So far, we have discussed the task of classification analysis along with a few version of logistic regression. We have also talked a bit about evaluating a classification task with accuracy score. However, classification is a bit more complicated than regression in that accuracy sometimes cannot completely reflect whether a model is good or bad. For such reason, I will spend this post discussing more evaluation metrics for classification. As usual, we start simple with evaluating models in binary problems.
Data in demonstration
I will use a modified version of the maternal health risk
data set which is available on the UCI machine learning repository. I did a bit changes so that we have a binary classification problem that shows the disadvantage of accuracy score. The complete notebook is available in my GitHub.
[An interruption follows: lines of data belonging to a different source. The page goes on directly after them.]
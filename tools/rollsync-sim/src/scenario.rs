//! Scenario file (`rollsync-sim.toml`)
//!
//! ```toml
//! [link]
//! latency_ms = 40
//! jitter_ms = 10
//! loss = 0.02
//!
//! [netplay.session]
//! max_rollback_frames = 30
//! ```
//!
//! Command-line flags override the `[link]` table.

use std::path::Path;
use std::time::Duration;

use anyhow::{Context, Result};
use rollsync_core::NetplayConfig;
use rollsync_core::net::loopback::LinkConditions;
use serde::{Deserialize, Serialize};

/// Link quality applied to every host/client pair
#[derive(Debug, Clone, Default, PartialEq, Serialize, Deserialize)]
#[serde(default)]
pub struct LinkSection {
    pub latency_ms: u64,
    pub jitter_ms: u64,
    pub loss: f64,
}

impl LinkSection {
    pub fn conditions(&self) -> LinkConditions {
        LinkConditions::new(
            Duration::from_millis(self.latency_ms),
            Duration::from_millis(self.jitter_ms),
            self.loss,
        )
    }
}

#[derive(Debug, Clone, Default, PartialEq, Serialize, Deserialize)]
#[serde(default)]
pub struct Scenario {
    pub link: LinkSection,
    pub netplay: NetplayConfig,
}

impl Scenario {
    pub fn from_toml_str(text: &str) -> Result<Self> {
        let scenario: Self = toml::from_str(text).context("Failed to parse scenario")?;
        scenario
            .netplay
            .validate()
            .context("Invalid [netplay] section")?;
        if !(0.0..=1.0).contains(&scenario.link.loss) {
            anyhow::bail!("link.loss must be within 0.0..=1.0");
        }
        Ok(scenario)
    }

    pub fn load(path: &Path) -> Result<Self> {
        let text = std::fs::read_to_string(path)
            .with_context(|| format!("Failed to read {}", path.display()))?;
        Self::from_toml_str(&text)
    }

    /// Apply link overrides given on the command line
    pub fn override_link(
        &mut self,
        latency_ms: Option<u64>,
        jitter_ms: Option<u64>,
        loss: Option<f64>,
    ) {
        if let Some(latency_ms) = latency_ms {
            self.link.latency_ms = latency_ms;
        }
        if let Some(jitter_ms) = jitter_ms {
            self.link.jitter_ms = jitter_ms;
        }
        if let Some(loss) = loss {
            self.link.loss = loss.clamp(0.0, 1.0);
        }
    }
}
A first look into the data is as below. We have Age
, SystolicBP
, DiastolicBP
, BS
, BodyTemp
, and HeartRate
of the mothers at labor, and AtRisk
as the binary target indicating whether they were at risk of maternal mortality (1
) or not (0
). All columns are numeric.
import pandas as pd
import numpy as np
data = pd.read_csv('Maternal Health Risk Data Set.csv')
data.head(n=2)
Age | SystolicBP | DiastolicBP | BS | BodyTemp | HeartRate | AtRisk | |
---|---|---|---|---|---|---|---|
0 | 16 | 120 | 75 | 7.9 | 98.0 | 70 | 0 |
1 | 16 | 120 | 75 | 7.9 | 98.0 | 70 | 0 |
data.info()
<class 'pandas.core.frame.DataFrame'> RangeIndex: 1014 entries, 0 to 1013 Data columns (total 7 columns): # Column Non-Null Count Dtype --- ------ -------------- ----- 0 Age 1014 non-null int64 1 SystolicBP 1014 non-null int64 2 DiastolicBP 1014 non-null int64 3 BS 1014 non-null float64 4 BodyTemp 1014 non-null float64 5 HeartRate 1014 non-null int64 6 AtRisk 1014 non-null int64 dtypes: float64(2), int64(5) memory usage: 55.6 KB
Next, we perform a train-test split and examine the histograms. Overall, there are some skewness but nothing too serious. Because we are not optimizing any models in this post, let us just perform a scaling on all features for preprocessing. After this point, we have the data ready for modeling.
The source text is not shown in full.